Why should I? Why should I take a chance on you? So far as I can tell, you're just
another flash in the pan who got in over his head and now Caiaphas is calling you on the
carpet. Well, good for him. He may not be very charismatic, but at least he worked things
out so the kids would stop stealing my merchandise and bothering my good customers. At
least Caiaphas sent somebody to my brother's burial; I didn't see any of your disciples
This letter is getting long; I'm sorry about that. Maybe I can boil it down to
just a few words. On Sunday when you came riding into town on a donkey; everybody made a
big deal of what you were riding on. Well, didn't you realize that my heart was riding on
you, that my hopes were riding on your shoulders? And you let me down, and my brother, and
you don't leave me anywhere to stand. And I'd like to know what you have to say about
that. What are we supposed to do with you, Jesus? What are we going to do with you?
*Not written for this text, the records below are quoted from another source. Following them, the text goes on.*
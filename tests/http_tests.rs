/// HTTP-level tests: the `ureq` client and the web host against a stub
/// prediction service served by `tiny_http` on an ephemeral port.
use std::io::Read;
use std::net::TcpListener;
use std::sync::{Arc, Mutex};
use std::thread::{self, JoinHandle};

use scorecard::api::{ApiError, HttpClient, PredictionService};
use scorecard::config::schema::ApiConfig;
use scorecard::controller::FormController;
use scorecard::form::{FormValues, PredictionRequest};
use scorecard::logger::Logger;
use scorecard::page::{Container, MemoryPage};
use scorecard::web;
use tiny_http::{Header, Method, Response, Server};

// ---------------------------------------------------------------------------
// Stub service
// ---------------------------------------------------------------------------

#[derive(Debug, Clone)]
struct Recorded {
    method: String,
    path: String,
    body: String,
}

/// Serves one scripted `(status, body)` reply per request, then stops.
struct StubService {
    base_url: String,
    recorded: Arc<Mutex<Vec<Recorded>>>,
    handle: JoinHandle<()>,
}

impl StubService {
    fn start(replies: Vec<(u16, &'static str)>) -> Self {
        let server = Server::http("127.0.0.1:0").expect("bind stub server");
        let addr = server.server_addr().to_ip().expect("ip listener");
        let recorded = Arc::new(Mutex::new(Vec::new()));

        let log = Arc::clone(&recorded);
        let handle = thread::spawn(move || {
            for (status, body) in replies {
                let Ok(mut request) = server.recv() else {
                    return;
                };
                let mut buf = String::new();
                let _ = request.as_reader().read_to_string(&mut buf);
                log.lock().unwrap().push(Recorded {
                    method: request.method().to_string(),
                    path: request.url().to_string(),
                    body: buf,
                });

                let header = Header::from_bytes("Content-Type", "application/json").unwrap();
                let response = Response::from_string(body)
                    .with_status_code(status)
                    .with_header(header);
                let _ = request.respond(response);
            }
        });

        Self {
            base_url: format!("http://{addr}"),
            recorded,
            handle,
        }
    }

    fn client(&self) -> HttpClient {
        HttpClient::from_config(&ApiConfig {
            base_url: self.base_url.clone(),
            timeout_ms: 5_000,
        })
    }

    /// Wait for every scripted reply to be served and return the requests.
    fn finish(self) -> Vec<Recorded> {
        self.handle.join().unwrap();
        let recorded = self.recorded.lock().unwrap();
        recorded.clone()
    }
}

const PREDICT_OK: &str = r#"{
    "success": true,
    "prediction": {
        "predicted_score": 84.37,
        "category": "Good",
        "confidence": "High",
        "contributions": {"attendance": 27.45, "tests": 32.4, "assignment": 17.6, "study_hours": 7.0}
    }
}"#;

const STATS_OK: &str = r#"{
    "success": true,
    "statistics": {"total": 5, "average_score": 72.4, "by_category": {"Good": 3, "Average": 2}}
}"#;

fn sample_request() -> PredictionRequest {
    PredictionRequest {
        student_id: "S-1042".to_string(),
        attendance: 91.5,
        internal_test_1: 78,
        internal_test_2: 84,
        assignment: 88,
        study_hours: 3.5,
    }
}

// ---------------------------------------------------------------------------
// HttpClient
// ---------------------------------------------------------------------------

#[test]
fn predict_posts_spaced_wire_keys() {
    let stub = StubService::start(vec![(200, PREDICT_OK)]);
    let response = stub.client().predict(&sample_request()).unwrap();

    assert!(response.success);
    let prediction = response.prediction.unwrap();
    assert_eq!(prediction.predicted_score, 84.37);
    assert_eq!(prediction.category, "Good");

    let recorded = stub.finish();
    assert_eq!(recorded.len(), 1);
    assert_eq!(recorded[0].method, "POST");
    assert_eq!(recorded[0].path, "/predict");

    let body: serde_json::Value = serde_json::from_str(&recorded[0].body).unwrap();
    assert_eq!(body["student_id"], "S-1042");
    assert_eq!(body["Attendance"], 91.5);
    assert_eq!(body["Internal Test 1"], 78);
    assert_eq!(body["Internal Test 2"], 84);
    assert_eq!(body["Assignment"], 88);
    assert_eq!(body["Study Hours"], 3.5);
    assert_eq!(body.as_object().unwrap().len(), 6);
}

#[test]
fn error_status_with_json_body_is_an_application_response() {
    let stub = StubService::start(vec![(
        400,
        r#"{"error": "Missing required features", "missing": ["Assignment"]}"#,
    )]);
    let response = stub.client().predict(&sample_request()).unwrap();

    assert!(!response.success);
    assert_eq!(response.error.as_deref(), Some("Missing required features"));
    assert_eq!(response.missing, vec!["Assignment"]);
    stub.finish();
}

#[test]
fn non_json_body_is_a_decode_error() {
    let stub = StubService::start(vec![(500, "<html>Internal Server Error</html>")]);
    let err = stub.client().statistics().unwrap_err();

    assert!(matches!(err, ApiError::Decode { .. }));
    assert!(err.to_string().contains("HTTP 500"));
    stub.finish();
}

#[test]
fn refused_connection_is_a_transport_error() {
    // Grab a free port and release it again
    let port = {
        let listener = TcpListener::bind("127.0.0.1:0").unwrap();
        listener.local_addr().unwrap().port()
    };
    let client = HttpClient::from_config(&ApiConfig {
        base_url: format!("http://127.0.0.1:{port}"),
        timeout_ms: 2_000,
    });

    let err = client.statistics().unwrap_err();
    assert!(matches!(err, ApiError::Transport { .. }));
}

#[test]
fn statistics_keep_category_order() {
    let stub = StubService::start(vec![(
        200,
        r#"{"success": true, "statistics": {"total": 4, "average_score": 61.0,
            "by_category": {"Poor": 1, "Excellent": 1, "Average": 2}}}"#,
    )]);
    let stats = stub.client().statistics().unwrap().statistics.unwrap();

    let labels: Vec<&str> = stats.by_category.iter().map(|(k, _)| k).collect();
    assert_eq!(labels, vec!["Poor", "Excellent", "Average"]);

    let recorded = stub.finish();
    assert_eq!(recorded[0].method, "GET");
    assert_eq!(recorded[0].path, "/statistics");
}

#[test]
fn service_info_and_history_decode() {
    let stub = StubService::start(vec![
        (
            200,
            r#"{"project": "Student Performance Predictor", "type": "AI/ML",
                "model": "Linear Regression", "status": "operational",
                "endpoints": {"/predict": "POST", "/statistics": "GET", "/predictions": "GET"}}"#,
        ),
        (
            200,
            r#"{"success": true, "count": 1, "predictions": [
                {"timestamp": "2024-03-01 10:00:00", "student_id": 1042, "attendance": 91.5,
                 "predicted_score": 84.37, "category": "Good"}]}"#,
        ),
    ]);
    let client = stub.client();

    let info = client.service_info().unwrap();
    assert_eq!(info.kind, "AI/ML");
    assert_eq!(info.status, "operational");
    assert_eq!(info.endpoints.len(), 3);
    assert_eq!(info.endpoints.iter().next().map(|(k, _)| k), Some("/predict"));

    let history = client.predictions().unwrap();
    assert_eq!(history.count, 1);
    assert_eq!(history.predictions[0].student_label(), "1042");
    assert_eq!(history.predictions[0].test1, None);

    let recorded = stub.finish();
    assert_eq!(recorded[0].path, "/");
    assert_eq!(recorded[1].path, "/predictions");
}

// ---------------------------------------------------------------------------
// Controller over HTTP
// ---------------------------------------------------------------------------

#[test]
fn submission_round_trip_over_http() {
    let stub = StubService::start(vec![(200, PREDICT_OK), (200, STATS_OK)]);
    let mut controller = FormController::new(stub.client(), MemoryPage::new());

    let values = FormValues {
        student_id: "S-1042".to_string(),
        attendance: "91.5".to_string(),
        test1: "78".to_string(),
        test2: "84".to_string(),
        assignment: "88".to_string(),
        study_hours: "3.5".to_string(),
    };
    controller.submit_prediction(&values).unwrap();

    let page = controller.into_page();
    assert!(page.alerts.is_empty());
    assert!(page.contents(Container::Results).contains("Good Performance"));
    assert!(page.contents(Container::Statistics).contains("72.4"));

    let paths: Vec<String> = stub.finish().into_iter().map(|r| r.path).collect();
    assert_eq!(paths, vec!["/predict", "/statistics"]);
}

// ---------------------------------------------------------------------------
// Web host
// ---------------------------------------------------------------------------

#[test]
fn page_load_renders_statistics() {
    let stub = StubService::start(vec![(200, STATS_OK)]);
    let client = stub.client();

    let reply = web::dispatch(&client, &Logger::silent(), &Method::Get, "/", None);
    assert_eq!(reply.status, 200);
    assert!(reply.content_type.starts_with("text/html"));

    let html = reply.body;
    assert!(html.contains(r#"<div id="statistics">"#));
    assert!(html.contains("Total AI Predictions"));
    assert!(!html.contains(r#"role="alert""#));

    let paths: Vec<String> = stub.finish().into_iter().map(|r| r.path).collect();
    assert_eq!(paths, vec!["/statistics"]);
}

#[test]
fn form_post_renders_result_and_statistics() {
    let stub = StubService::start(vec![(200, PREDICT_OK), (200, STATS_OK)]);
    let client = stub.client();

    let body = "studentId=S-1042&attendance=91.5&test1=78&test2=84&assignment=88&studyHours=3.5";
    let html = web::dispatch(
        &client,
        &Logger::silent(),
        &Method::Post,
        "/predict",
        Some(body),
    )
    .body;
    assert!(html.contains("Good Performance"));
    assert!(html.contains("27.45%"));
    assert!(html.contains(r#"value="S-1042""#));

    let recorded = stub.finish();
    let paths: Vec<&str> = recorded.iter().map(|r| r.path.as_str()).collect();
    assert_eq!(paths, vec!["/predict", "/statistics"]);
}

#[test]
fn invalid_form_post_shows_alert_without_predicting() {
    let stub = StubService::start(vec![(200, STATS_OK)]);
    let client = stub.client();

    let body = "studentId=&attendance=abc&test1=78&test2=84&assignment=88&studyHours=3.5";
    let html = web::dispatch(
        &client,
        &Logger::silent(),
        &Method::Post,
        "/predict",
        Some(body),
    )
    .body;
    assert!(html.contains(r#"role="alert""#));
    assert!(html.contains("Please fill all fields correctly"));
    assert!(html.contains(r#"value="abc""#));

    let paths: Vec<String> = stub.finish().into_iter().map(|r| r.path).collect();
    assert_eq!(paths, vec!["/statistics"]);
}

#[test]
fn rejected_form_post_still_shows_statistics() {
    let stub = StubService::start(vec![
        (200, r#"{"success": false, "error": "AI system not initialized"}"#),
        (200, STATS_OK),
    ]);
    let client = stub.client();

    let body = "studentId=S-1042&attendance=91.5&test1=78&test2=84&assignment=88&studyHours=3.5";
    let html = web::dispatch(
        &client,
        &Logger::silent(),
        &Method::Post,
        "/predict",
        Some(body),
    )
    .body;
    assert!(html.contains("Error: AI system not initialized"));
    assert!(html.contains("Total AI Predictions"));

    let paths: Vec<String> = stub.finish().into_iter().map(|r| r.path).collect();
    assert_eq!(paths, vec!["/predict", "/statistics"]);
}

#[test]
fn unknown_route_is_not_found() {
    let client = HttpClient::from_config(&ApiConfig::default());
    let reply = web::dispatch(&client, &Logger::silent(), &Method::Get, "/admin", None);
    assert_eq!(reply.status, 404);
}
From a disappointed former follower,
Rev. Paul G. Janssen Pascack Reformed Church April 16, 2000 (Palm Sunday)
(A song I wrote to the tune of Veni Emmanuel -- copyrighted, but you can use it if
you email me at firstname.lastname@example.org)
Was Peter there that festal day, his hands held high as children cheered? Where
will he be just four days hence when Jesus' cause is mocked and jeered? His boldness
failed him then, we know; his spirit broke at rooster's crow.
Was Judas there among the throng, and adding up the price of betray'l? Where will
he be come Friday morn, when Jesus feels the cruel nail? He tried to cancel th'awful plan
and wipe the silver from his hands.
Did Pilate hear a distant roar that might spell his impending doom? Where will he
be on Saturday, when Christ lay lifeless in the tomb? He'd washed his hands, so slept
quite well while Jesus broke the bars of hell.
And are we numbered with the mob? Will we sleep well, betray, deny? Will we give
up on Jesus, too? Will we be shouting "Crucify!"? Or will we fin'lly understand
our names are graven on his wounded hands?